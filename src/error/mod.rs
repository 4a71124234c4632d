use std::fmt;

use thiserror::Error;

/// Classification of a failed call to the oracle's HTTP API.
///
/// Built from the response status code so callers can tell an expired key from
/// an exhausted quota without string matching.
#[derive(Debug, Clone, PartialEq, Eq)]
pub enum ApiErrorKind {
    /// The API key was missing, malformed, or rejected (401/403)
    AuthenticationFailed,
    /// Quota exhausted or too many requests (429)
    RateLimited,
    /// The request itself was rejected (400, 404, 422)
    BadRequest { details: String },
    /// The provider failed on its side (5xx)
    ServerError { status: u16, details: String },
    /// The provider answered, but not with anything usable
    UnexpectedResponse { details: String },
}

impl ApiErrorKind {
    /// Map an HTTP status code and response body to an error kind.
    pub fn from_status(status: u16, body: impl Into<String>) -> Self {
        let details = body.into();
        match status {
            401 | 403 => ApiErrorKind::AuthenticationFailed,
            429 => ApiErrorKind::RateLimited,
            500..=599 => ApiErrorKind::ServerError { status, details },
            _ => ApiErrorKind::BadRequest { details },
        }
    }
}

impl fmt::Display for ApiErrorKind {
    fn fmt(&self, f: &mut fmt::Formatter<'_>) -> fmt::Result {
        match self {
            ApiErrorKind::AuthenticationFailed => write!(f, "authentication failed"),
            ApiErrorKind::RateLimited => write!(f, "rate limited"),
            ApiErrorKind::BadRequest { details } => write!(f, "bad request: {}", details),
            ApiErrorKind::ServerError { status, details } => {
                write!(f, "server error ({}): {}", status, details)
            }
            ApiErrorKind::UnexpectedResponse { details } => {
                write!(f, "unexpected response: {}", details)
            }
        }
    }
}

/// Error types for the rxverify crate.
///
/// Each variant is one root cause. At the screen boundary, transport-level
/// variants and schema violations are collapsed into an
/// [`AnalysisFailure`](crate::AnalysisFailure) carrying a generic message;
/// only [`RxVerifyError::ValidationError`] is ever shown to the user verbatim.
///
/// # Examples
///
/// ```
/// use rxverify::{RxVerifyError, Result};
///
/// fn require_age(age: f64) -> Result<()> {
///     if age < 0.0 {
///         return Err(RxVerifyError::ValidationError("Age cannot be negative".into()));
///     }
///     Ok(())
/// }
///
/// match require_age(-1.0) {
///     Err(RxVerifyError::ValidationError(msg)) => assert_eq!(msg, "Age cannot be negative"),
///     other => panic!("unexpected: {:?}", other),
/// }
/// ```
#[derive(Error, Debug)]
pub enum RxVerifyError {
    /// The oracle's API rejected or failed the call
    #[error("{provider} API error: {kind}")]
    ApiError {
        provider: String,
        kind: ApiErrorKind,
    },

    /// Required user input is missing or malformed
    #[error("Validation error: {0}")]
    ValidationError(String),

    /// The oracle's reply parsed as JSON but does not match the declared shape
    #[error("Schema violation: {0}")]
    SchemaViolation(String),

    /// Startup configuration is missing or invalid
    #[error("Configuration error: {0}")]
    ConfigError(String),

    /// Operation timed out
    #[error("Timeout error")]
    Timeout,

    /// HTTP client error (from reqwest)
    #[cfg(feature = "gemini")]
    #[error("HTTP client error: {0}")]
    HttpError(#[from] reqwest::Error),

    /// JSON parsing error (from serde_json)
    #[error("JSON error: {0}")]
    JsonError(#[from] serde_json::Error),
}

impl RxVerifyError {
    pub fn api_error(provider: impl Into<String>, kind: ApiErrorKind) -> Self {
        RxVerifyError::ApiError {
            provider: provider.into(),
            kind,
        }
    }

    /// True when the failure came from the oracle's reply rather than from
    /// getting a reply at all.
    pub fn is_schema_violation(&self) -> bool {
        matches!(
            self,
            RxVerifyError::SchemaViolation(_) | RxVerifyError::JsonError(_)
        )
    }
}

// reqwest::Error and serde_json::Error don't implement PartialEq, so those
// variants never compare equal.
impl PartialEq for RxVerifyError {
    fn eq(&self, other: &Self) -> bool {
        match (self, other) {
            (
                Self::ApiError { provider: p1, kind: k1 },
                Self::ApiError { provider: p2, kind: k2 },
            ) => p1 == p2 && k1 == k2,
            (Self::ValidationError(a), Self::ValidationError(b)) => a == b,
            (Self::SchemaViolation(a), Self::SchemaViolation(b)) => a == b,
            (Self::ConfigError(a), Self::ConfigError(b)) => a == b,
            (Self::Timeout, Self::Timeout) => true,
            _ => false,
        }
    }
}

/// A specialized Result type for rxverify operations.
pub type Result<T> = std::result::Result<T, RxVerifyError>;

> **Task instructions**
All lines from the first line of the listing above through the line containing "u16, details: String" are to be retyped exactly. Leave out any other line.

> **Result for this exercise**
filename src/error/mod.rs
repository 4a71124234c4632d
use std::fmt;

use thiserror::Error;

/// Classification of a failed call to the oracle's HTTP API.
///
/// Built from the response status code so callers can tell an expired key from
/// an exhausted quota without string matching.
#[derive(Debug, Clone, PartialEq, Eq)]
pub enum ApiErrorKind {
    /// The API key was missing, malformed, or rejected (401/403)
    AuthenticationFailed,
    /// Quota exhausted or too many requests (429)
    RateLimited,
    /// The request itself was rejected (400, 404, 422)
    BadRequest { details: String },
    /// The provider failed on its side (5xx)
    ServerError { status: u16, details: String },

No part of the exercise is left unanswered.